ACTION ITEM: Copy each line from the records below in which the word "socket" is found.

EXERCISE INPUT:
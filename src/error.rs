use std::net::IpAddr;

use nix::errno::Errno;
use thiserror::Error;

#[derive(Error, Debug)]
pub enum DecodeError {
    #[error("The buffer is too small to hold a valid message")]
    BufTooSmall,

    #[error("The message is too small")]
    NlMsgTooSmall,

    #[error("Invalid subsystem, expected NFTABLES")]
    InvalidSubsystem(u8),

    #[error("Invalid version, expected NFNETLINK_V0")]
    InvalidVersion(u8),

    #[error("The generation number was bumped in the kernel while the operation was running, interrupting it")]
    ConcurrentGenerationUpdate,

    #[error("Unsupported message type")]
    UnsupportedType(u16),
}

#[derive(Error, Debug)]
pub enum BuilderError {
    #[error("The length of the arguments are not compatible with each other")]
    IncompatibleLength,

    #[error("The name {0:?} is empty or longer than the kernel accepts")]
    InvalidName(String),

    #[error("The chains of a table must have distinct names, {0:?} is used twice")]
    DuplicateChainName(String),

    #[error("The interface name {0:?} does not fit in IFNAMSIZ or contains a NUL byte")]
    InvalidInterfaceName(String),

    #[error("Only IPv4 addresses can be matched, got {0}")]
    NotIpv4(IpAddr),

    #[error("The rule has no verdict")]
    MissingVerdict,

    #[error("Missing name for the chain or the table it belongs to")]
    MissingChainInformation,

    #[error("Match step {step} reads register {read:?} but loads into {loaded:?}")]
    RegisterMismatch {
        step: usize,
        loaded: crate::expr::Register,
        read: crate::expr::Register,
    },

    #[error("Match step {step} compares {compared} bytes against a {loaded} bytes field")]
    DataLengthMismatch {
        step: usize,
        loaded: usize,
        compared: usize,
    },
}

#[derive(Error, Debug)]
pub enum QueryError {
    #[error("Unable to open netlink socket to netfilter")]
    NetlinkOpenError(#[source] nix::Error),

    #[error("Unable to send netlink command to netfilter")]
    NetlinkSendError(#[source] nix::Error),

    #[error("Error while reading from netlink socket")]
    NetlinkRecvError(#[source] nix::Error),

    #[error("Error while processing an incoming netlink message")]
    ProcessNetlinkError(#[from] DecodeError),

    #[error("Error received from the kernel for message {seq}")]
    NetlinkError {
        seq: u32,
        #[source]
        errno: Errno,
    },

    #[error("Only a part of the message was sent")]
    TruncatedSend,

    #[error("The socket was closed before all the acknowledgements were received")]
    UnexpectedEof,

    #[error("Unable to decode a netlink reply: {0}")]
    InvalidReply(String),
}

impl QueryError {
    /// The errno the kernel answered with, if the kernel rejected the request.
    pub fn kernel_errno(&self) -> Option<Errno> {
        match self {
            QueryError::NetlinkError { errno, .. } => Some(*errno),
            _ => None,
        }
    }
}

RESULT BELOW:
    #[error("Unable to open netlink socket to netfilter")]
    #[error("Error while reading from netlink socket")]
    #[error("The socket was closed before all the acknowledgements were received")]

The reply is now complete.